WORK TASK ▸ Extract every line below that contains the word "using".

Records excerpted from a collection
┌──

//! In-memory vector store using cosine similarity.
//!
//! This module provides [`InMemoryVectorStore`], a zero-dependency vector store
//! backed by a `HashMap` protected by a `tokio::sync::RwLock`. It is suitable
//! for development, testing, and small-scale use cases.

use std::collections::{HashMap, HashSet};

use async_trait::async_trait;
use tokio::sync::RwLock;
use tracing::debug;

use crate::document::{Chunk, SearchResult};
use crate::embedding::{cosine_similarity, ensure_dimensions};
use crate::error::{RagError, Result};
use crate::vectorstore::{VectorStore, rank};

#[derive(Debug)]
struct Collection {
    dimensions: usize,
    chunks: HashMap<String, Chunk>,
}

/// An in-memory vector store using cosine similarity for search.
///
/// Collections are stored as nested `HashMap`s: collection name → chunk ID → chunk.
/// Readers never wait on an embedding call; they only contend with the brief
/// write lock taken while an upsert batch is inserted, so a concurrent search
/// sees either the state before or after that batch.
///
/// # Example
///
/// ```rust,ignore
/// use docchat_rag::{InMemoryVectorStore, VectorStore};
///
/// let store = InMemoryVectorStore::new();
/// store.create_collection("docs", 384).await?;
/// ```
#[derive(Debug, Default)]
pub struct InMemoryVectorStore {
    collections: RwLock<HashMap<String, Collection>>,
}

impl InMemoryVectorStore {
    /// Create a new empty in-memory vector store.
    pub fn new() -> Self {
        Self::default()
    }
}

fn missing(collection: &str) -> RagError {
    RagError::IndexUnavailable {
        backend: "InMemory".to_string(),
        message: format!("collection '{collection}' does not exist"),
    }
}

#[async_trait]
impl VectorStore for InMemoryVectorStore {
    async fn create_collection(&self, name: &str, dimensions: usize) -> Result<()> {
        let mut collections = self.collections.write().await;
        if let Some(existing) = collections.get(name) {
            if existing.dimensions != dimensions {
                return Err(RagError::DimensionMismatch {
                    expected: existing.dimensions,
                    actual: dimensions,
                });
            }
            return Ok(());
        }
        collections.insert(name.to_string(), Collection { dimensions, chunks: HashMap::new() });
        debug!(collection = name, dimensions, "created in-memory collection");
        Ok(())
    }

    async fn delete_collection(&self, name: &str) -> Result<()> {
        let mut collections = self.collections.write().await;
        collections.remove(name);
        Ok(())
    }

    async fn upsert(&self, collection: &str, chunks: &[Chunk]) -> Result<()> {
        let mut collections = self.collections.write().await;
        let store = collections.get_mut(collection).ok_or_else(|| missing(collection))?;
        // Validate the whole batch first so a bad vector never leaves it half-applied.
        for chunk in chunks {
            ensure_dimensions(store.dimensions, &chunk.embedding)?;
        }
        for chunk in chunks {
            store.chunks.insert(chunk.id.clone(), chunk.clone());
        }
        Ok(())
    }

    async fn delete(&self, collection: &str, ids: &[&str]) -> Result<()> {
        let mut collections = self.collections.write().await;
        let store = collections.get_mut(collection).ok_or_else(|| missing(collection))?;
        for id in ids {
            store.chunks.remove(*id);
        }
        Ok(())
    }

    async fn retain(&self, collection: &str, keep: &[&str]) -> Result<()> {
        let keep: HashSet<&str> = keep.iter().copied().collect();
        let mut collections = self.collections.write().await;
        let store = collections.get_mut(collection).ok_or_else(|| missing(collection))?;
        let before = store.chunks.len();
        store.chunks.retain(|id, _| keep.contains(id.as_str()));
        debug!(collection, removed = before - store.chunks.len(), "pruned in-memory collection");
        Ok(())
    }

    async fn search(
        &self,
        collection: &str,
        embedding: &[f32],
        top_k: usize,
    ) -> Result<Vec<SearchResult>> {
        let collections = self.collections.read().await;
        let store = collections.get(collection).ok_or_else(|| missing(collection))?;
        ensure_dimensions(store.dimensions, embedding)?;

        let mut scored: Vec<SearchResult> = store
            .chunks
            .values()
            .map(|chunk| {
                let score = cosine_similarity(&chunk.embedding, embedding);
                SearchResult { chunk: chunk.clone(), score }
            })
            .collect();

        rank(&mut scored);
        scored.truncate(top_k);
        Ok(scored)
    }

    async fn count(&self, collection: &str) -> Result<usize> {
        let collections = self.collections.read().await;
        let store = collections.get(collection).ok_or_else(|| missing(collection))?;
        Ok(store.chunks.len())
    }
}

#[cfg(test)]
mod tests {
    use std::collections::HashMap;

    use super::*;

    fn chunk(id: &str, embedding: Vec<f32>) -> Chunk {
        Chunk {
            id: id.to_string(),
            text: format!("text of {id}"),
            embedding,
            metadata: HashMap::new(),
            document_id: "doc".to_string(),
        }
    }

    #[tokio::test]
    async fn empty_collection_returns_no_results() {
        let store = InMemoryVectorStore::new();
        store.create_collection("docs", 2).await.unwrap();
        assert!(store.search("docs", &[1.0, 0.0], 5).await.unwrap().is_empty());
    }

    #[tokio::test]
    async fn upsert_replaces_by_id() {
        let store = InMemoryVectorStore::new();
        store.create_collection("docs", 2).await.unwrap();
        store.upsert("docs", &[chunk("a", vec![1.0, 0.0])]).await.unwrap();
        store.upsert("docs", &[chunk("a", vec![0.0, 1.0])]).await.unwrap();

        assert_eq!(store.count("docs").await.unwrap(), 1);
        let results = store.search("docs", &[0.0, 1.0], 1).await.unwrap();
        assert!((results[0].score - 1.0).abs() < 1e-6);
    }

    #[tokio::test]
    async fn ties_are_broken_by_id() {
        let store = InMemoryVectorStore::new();
        store.create_collection("docs", 2).await.unwrap();
        store
            .upsert(
                "docs",
                &[chunk("b", vec![1.0, 0.0]), chunk("c", vec![1.0, 0.0]), chunk("a", vec![1.0, 0.0])],
            )
            .await
            .unwrap();

        let ids: Vec<String> = store
            .search("docs", &[1.0, 0.0], 3)
            .await
            .unwrap()
            .into_iter()
            .map(|r| r.chunk.id)
            .collect();
        assert_eq!(ids, ["a", "b", "c"]);
    }

    #[tokio::test]
    async fn mismatched_dimensions_are_rejected() {
        let store = InMemoryVectorStore::new();
        store.create_collection("docs", 3).await.unwrap();

        let upsert = store.upsert("docs", &[chunk("a", vec![1.0, 0.0])]).await;
        assert!(matches!(upsert, Err(RagError::DimensionMismatch { expected: 3, actual: 2 })));
        assert_eq!(store.count("docs").await.unwrap(), 0);

        let search = store.search("docs", &[1.0], 1).await;
        assert!(matches!(search, Err(RagError::DimensionMismatch { expected: 3, actual: 1 })));

        let recreate = store.create_collection("docs", 4).await;
        assert!(matches!(recreate, Err(RagError::DimensionMismatch { .. })));
    }

    #[tokio::test]
    async fn delete_removes_entries() {
        let store = InMemoryVectorStore::new();
        store.create_collection("docs", 2).await.unwrap();
        store
            .upsert("docs", &[chunk("a", vec![1.0, 0.0]), chunk("b", vec![0.0, 1.0])])
            .await
            .unwrap();
        store.delete("docs", &["a", "missing"]).await.unwrap();
        assert_eq!(store.count("docs").await.unwrap(), 1);
    }

    #[tokio::test]
    async fn retain_keeps_only_listed_ids() {
        let store = InMemoryVectorStore::new();
        store.create_collection("docs", 2).await.unwrap();
        store
            .upsert(
                "docs",
                &[chunk("a", vec![1.0, 0.0]), chunk("b", vec![0.0, 1.0]), chunk("c", vec![1.0, 1.0])],
            )
            .await
            .unwrap();

        store.retain("docs", &["b", "gone"]).await.unwrap();
        let ids: Vec<String> =
            store.search("docs", &[0.0, 1.0], 5).await.unwrap().into_iter().map(|r| r.chunk.id).collect();
        assert_eq!(ids, ["b"]);

        store.retain("docs", &[]).await.unwrap();
        assert_eq!(store.count("docs").await.unwrap(), 0);
        assert!(store.search("docs", &[1.0, 0.0], 1).await.unwrap().is_empty());
    }

    #[tokio::test]
    async fn unknown_collection_is_an_error() {
        let store = InMemoryVectorStore::new();
        assert!(store.search("nope", &[1.0], 1).await.is_err());
    }
}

└──

SOLUTION ▸
//! In-memory vector store using cosine similarity.
/// An in-memory vector store using cosine similarity for search.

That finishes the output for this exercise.